A czy był taki moment, w którym oni już wiedzieli, że ich serial będzie naprawdę dobry?
– To jest zawsze dziwna sprawa, bo właściwie nigdy tego nie wiesz. Robisz to przez jakiś czas i w końcu docierasz do punktu, kiedy sobie myślisz: będę wiedzieć, czy to jest dobre, kiedy to zobaczę. Ale nawet kiedy już to zobaczysz, wciąż trudno jest ci powiedzieć, czy to naprawdę działa. To, co było dla nas interesujące w tej pracy, to, że Mike robił coś, czego nie zrobił nikt przed nim. Zamiast tworzyć to zgodnie ze starą formułą horroru — rodzina wprowadza się do domu, dzieją się dziwne rzeczy, rodzina się wyprowadza — on skupił się na tym, co się stało z tymi dzieciakami. Jest w tym coś fascynującego i ekscytującego w takim podejściu, bo to coś więcej niż horror.
Z pewnością niektórzy ludzie to odrzucą, bo woleliby tanie straszenie. Albo nie będą rozumieć, co tu się, k…, wyprawia. Ale Mike przewrócił wszystko do góry nogami i kompletnie zmienił to, co można zrobić w tym gatunku.
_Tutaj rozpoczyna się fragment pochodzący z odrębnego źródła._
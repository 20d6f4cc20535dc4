//! Solvability checker for shelf-sorting puzzles.
//!
//! Colored tokens sit on fixed-capacity shelves; a move carries the run of
//! same-colored tokens on top of one shelf onto an empty shelf or one whose
//! top matches. This crate decides, by exhaustive breadth-first search with
//! shelf-order-invariant deduplication, whether a configuration can reach the
//! sorted state. The play surface and the puzzle authoring tool both use it.

pub mod book;
pub mod canonical;
pub mod error;
pub mod generator;
pub mod puzzle;
pub mod solver;
pub mod validation;

// Re-export main types
pub use book::PuzzleBook;
pub use error::{BookError, MoveError, RulesError, ValidationError};
pub use generator::{generate, generate_solvable};
pub use puzzle::{Board, Color, PuzzleRules, Shelf, Volume};
pub use solver::{is_solvable, solve, verify, Outcome, SolveResult, SolverConfig};
pub use validation::validate;
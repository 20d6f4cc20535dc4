//! Random candidate boards for puzzle authoring.
//!
//! The full token multiset is shuffled and dealt `per_color` tokens at a time
//! onto the first `colors.len()` shelves; the remaining shelves start empty.

use rand::seq::SliceRandom;
use rand::Rng;
use tracing::{debug, trace};

use crate::puzzle::{Board, PuzzleRules, Shelf};
use crate::solver::{solve, Outcome, SolveResult, SolverConfig};

/// Deal a uniformly shuffled board for `rules`.
pub fn generate<R: Rng + ?Sized>(rng: &mut R, rules: &PuzzleRules) -> Board {
    let mut tokens: Vec<_> = rules
        .colors()
        .iter()
        .flat_map(|&color| std::iter::repeat(color).take(rules.per_color()))
        .collect();
    tokens.shuffle(rng);

    let mut shelves: Vec<Shelf> = tokens
        .chunks(rules.per_color())
        .map(Shelf::from_slice)
        .collect();
    shelves.resize_with(rules.shelf_count(), Shelf::new);
    Board::new(shelves)
}

/// Generate boards until one is proven solvable and not already sorted.
///
/// Returns `None` after `max_attempts` candidates without success. Candidates
/// cut off by the frontier bound are rejected like unsolvable ones.
pub fn generate_solvable<R: Rng + ?Sized>(
    rng: &mut R,
    rules: &PuzzleRules,
    config: &SolverConfig,
    max_attempts: usize,
) -> Option<(Board, SolveResult)> {
    for attempt in 1..=max_attempts {
        let board = generate(rng, rules);
        if board.is_win_state(rules) {
            trace!(attempt, "candidate already sorted, skipping");
            continue;
        }

        let result = solve(&board, rules, config);
        trace!(attempt, outcome = ?result.outcome, "candidate checked");
        if result.outcome == Outcome::Solvable {
            debug!(attempt, states = result.states_enqueued, "found solvable puzzle");
            return Some((board, result));
        }
    }

    debug!(max_attempts, "no solvable puzzle generated");
    None
}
Pokazał, że można stworzyć rodzinny dramat w ramach horroru i to wciąż będzie przerażające i poruszające, i będzie na nas oddziaływać. Myślę, że może w momencie kiedy doszliśmy do odcinka 6, to — ponieważ tak dużo tam się działo w jednym ujęciu — zaczęliśmy myśleć, że to faktycznie może być coś wyjątkowego. Robiłem już rzeczy z długimi ujęciami, ale tutaj, na dodatek w połowie sezonu, to jest coś, co kompletnie zmienia całą formułę – powiedział Oliver Jackson-Cohen.
Cała ekipa następnego dnia pojechała na nowojorski Comic-Con i dla odmiany odbyła prawdziwy medialny maraton w USA. A tego samego wieczoru, kiedy my przeprowadzaliśmy nasze londyńskie wywiady, Netflix zorganizował jeszcze pokaz serialu w klimatycznym wnętrzu The Welsh Chapel (to z niego pochodzą zdjęcia, które widzicie wyżej). Czy inwencja włożona w promocję serialu przełoży się na oglądalność, dowiemy się za jakiś czas, kiedy pojawi się — bądź się nie pojawi — zamówienie na kolejne odcinki.
Na razie o 2. sezonie "Nawiedzonego domu na wzgórzu" nic nie słychać, ale finał niewątpliwie zostawił kilka otwartych furtek, które można by wykorzystać. O czym więcej jeszcze będziemy pisać.
"Nawiedzony dom na wzgórzu" jest dostępny w serwisie Netflix.